Calcium is present in adequate quantities in breast milk and although fluoride levels in breast milk are much lower than what is present in the water that the mother consumes, only a tiny amount is needed. Since studies have revealed that such levels are fairly constant in breast milk, regardless of how much the mother consumes, supplementation during the breastfeeding period is not necessary.
Calcium toxicity is extremely difficult to develop, since the calcium absorption from the gastrointestinal tract is regulated based on the body's needs. Thus, the only effects from ingesting excess calcium occurs in the gastrointestinal tract itself as people may develop constipation. Hypercalcemia, on the other hand, may develop as a result of vitamin D overdose, but also as a result of a functional parathyroid tumor, a tumor that secretes parathyroid hormone. This hormone stimulates resorption of bone mineral to raise calcium levels when the levels are too low. Additionally, hypercalcemia can develop as a result of a malignancy producing proteins similar to parathyroid hormone, from disorders of bone in which bone is broken down, and from excessive unloading of from muscles and bones, due to inactivity which also causes bone to demineralize.

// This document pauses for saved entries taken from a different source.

//! # orderwire-bridge
//!
//! WebSocket proxy between downstream stream clients and the authenticated
//! upstream order-update endpoint.
//!
//! Each accepted downstream socket is paired with its own upstream socket,
//! opened with the caller's bearer token. The two legs share a lifecycle:
//! when one closes or fails, the other is closed with the same code. Pairs
//! share nothing but read-only configuration and a live-connection counter.

#![deny(unsafe_code)]

pub mod config;
pub mod connections;
pub mod errors;
pub mod health;
mod pair;
pub mod server;
pub mod shutdown;
pub mod upgrade;
pub mod upstream;

pub use config::BridgeConfig;
pub use errors::BridgeError;
pub use server::BridgeServer;
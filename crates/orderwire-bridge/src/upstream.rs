//! Upstream leg: handshake and frame conversion.

use std::time::Duration;

use axum::extract::ws::{CloseFrame as DownstreamClose, Message as DownstreamMessage};
use tokio::net::TcpStream;
use tokio_tungstenite::tungstenite::Message as UpstreamMessage;
use tokio_tungstenite::tungstenite::client::IntoClientRequest;
use tokio_tungstenite::tungstenite::http::HeaderValue;
use tokio_tungstenite::tungstenite::http::header::AUTHORIZATION;
use tokio_tungstenite::tungstenite::protocol::CloseFrame as UpstreamClose;
use tokio_tungstenite::tungstenite::protocol::frame::coding::CloseCode;
use tokio_tungstenite::{MaybeTlsStream, WebSocketStream, connect_async};

use orderwire_core::protocol::sendable_close_code;

use crate::errors::{BridgeError, Result};

/// Socket type of the upstream leg.
pub type UpstreamSocket = WebSocketStream<MaybeTlsStream<TcpStream>>;

/// Open the upstream socket, authenticating with `token`.
pub async fn connect(url: &str, token: &str, timeout: Duration) -> Result<UpstreamSocket> {
    let mut request = url
        .into_client_request()
        .map_err(|e| BridgeError::InvalidRequest(e.to_string()))?;
    let bearer =
        HeaderValue::from_str(&format!("Bearer {token}")).map_err(|_| BridgeError::InvalidToken)?;
    let _ = request.headers_mut().insert(AUTHORIZATION, bearer);

    let (socket, _response) = tokio::time::timeout(timeout, connect_async(request))
        .await
        .map_err(|_| BridgeError::Timeout(timeout))?
        .map_err(|e| BridgeError::Handshake(e.to_string()))?;
    Ok(socket)
}

/// Convert a downstream data frame for the upstream leg.
///
/// Control frames are answered by each side's own WebSocket stack and are
/// not forwarded; `None` is returned for them and for close frames.
pub(crate) fn to_upstream(message: DownstreamMessage) -> Option<UpstreamMessage> {
    match message {
        DownstreamMessage::Text(text) => Some(UpstreamMessage::Text(text.as_str().into())),
        DownstreamMessage::Binary(data) => Some(UpstreamMessage::Binary(data)),
        DownstreamMessage::Ping(_) | DownstreamMessage::Pong(_) | DownstreamMessage::Close(_) => {
            None
        }
    }
}

/// Convert an upstream data frame for the downstream leg.
pub(crate) fn to_downstream(message: UpstreamMessage) -> Option<DownstreamMessage> {
    match message {
        UpstreamMessage::Text(text) => Some(DownstreamMessage::Text(text.as_str().into())),
        UpstreamMessage::Binary(data) => Some(DownstreamMessage::Binary(data)),
        UpstreamMessage::Ping(_)
        | UpstreamMessage::Pong(_)
        | UpstreamMessage::Close(_)
        | UpstreamMessage::Frame(_) => None,
    }
}

/// Close frame for the downstream leg mirroring an upstream close.
pub(crate) fn close_for_downstream(frame: Option<UpstreamClose>) -> Option<DownstreamClose> {
    frame.map(|frame| DownstreamClose {
        code: sendable_close_code(u16::from(frame.code)),
        reason: frame.reason.as_str().into(),
    })
}

/// Close frame for the upstream leg mirroring a downstream close.
pub(crate) fn close_for_upstream(frame: Option<DownstreamClose>) -> Option<UpstreamClose> {
    frame.map(|frame| UpstreamClose {
        code: CloseCode::from(sendable_close_code(frame.code)),
        reason: frame.reason.as_str().into(),
    })
}

/// Upstream close frame with an explicit code.
pub(crate) fn upstream_close(code: u16, reason: &str) -> UpstreamMessage {
    UpstreamMessage::Close(Some(UpstreamClose {
        code: CloseCode::from(code),
        reason: reason.into(),
    }))
}

/// Downstream close frame with an explicit code.
pub(crate) fn downstream_close(code: u16, reason: &str) -> DownstreamMessage {
    DownstreamMessage::Close(Some(DownstreamClose {
        code,
        reason: reason.into(),
    }))
}
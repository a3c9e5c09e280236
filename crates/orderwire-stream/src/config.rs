//! Streaming client configuration.

use std::time::Duration;

use orderwire_settings::StreamSettings;
use percent_encoding::{AsciiSet, NON_ALPHANUMERIC, utf8_percent_encode};

/// How long a closing socket waits for the peer's close reply.
const DEFAULT_CLOSE_TIMEOUT: Duration = Duration::from_secs(1);

/// Configuration for [`StreamingClient`](crate::StreamingClient).
#[derive(Clone, Debug)]
pub struct StreamConfig {
    /// Bridge endpoint, without the token.
    pub url: String,
    /// Interval between `"ping"` probes while open.
    pub ping_interval: Duration,
    /// Fixed delay before each reconnect attempt.
    pub reconnect_delay: Duration,
    /// Reconnect attempts before giving up.
    pub max_reconnect_attempts: u32,
    /// Upper bound on the close handshake after [`disconnect`](crate::StreamingClient::disconnect).
    pub close_timeout: Duration,
}

impl StreamConfig {
    /// Default timings against `url`.
    pub fn new(url: impl Into<String>) -> Self {
        Self {
            url: url.into(),
            ..Self::default()
        }
    }

    /// Connection URL carrying `token` as the `token` query parameter.
    pub fn stream_url(&self, token: &str) -> String {
        let separator = if self.url.contains('?') { '&' } else { '?' };
        format!("{}{separator}token={}", self.url, urlencoded(token))
    }
}

impl Default for StreamConfig {
    fn default() -> Self {
        Self::from(&StreamSettings::default())
    }
}

impl From<&StreamSettings> for StreamConfig {
    fn from(settings: &StreamSettings) -> Self {
        Self {
            url: settings.url.clone(),
            ping_interval: Duration::from_millis(settings.ping_interval_ms),
            reconnect_delay: Duration::from_millis(settings.reconnect_delay_ms),
            max_reconnect_attempts: settings.max_reconnect_attempts,
            close_timeout: DEFAULT_CLOSE_TIMEOUT,
        }
    }
}

/// Characters left as-is in a URI component.
const COMPONENT: &AsciiSet = &NON_ALPHANUMERIC
    .remove(b'-')
    .remove(b'_')
    .remove(b'.')
    .remove(b'!')
    .remove(b'~')
    .remove(b'*')
    .remove(b'\'')
    .remove(b'(')
    .remove(b')');

/// URL-encode a string for use in query parameters.
fn urlencoded(s: &str) -> String {
    utf8_percent_encode(s, COMPONENT).to_string()
}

One very special type of unloading occurs in astronauts exposed to weightlessness in space flight. This results in a loss of 1-2 percent of bone mineral per day in weightlessness and this is offset only partially by exercise. In addition to an elevated risk of fractures of the process occurs for a month or more, the hypercalcemia from bone demineralization increases the risk of developing kidney stones. Since this can happen fairly quickly, it is of particular concern during spaceflight since it can happen during the actual mission, when medical treatment is limited.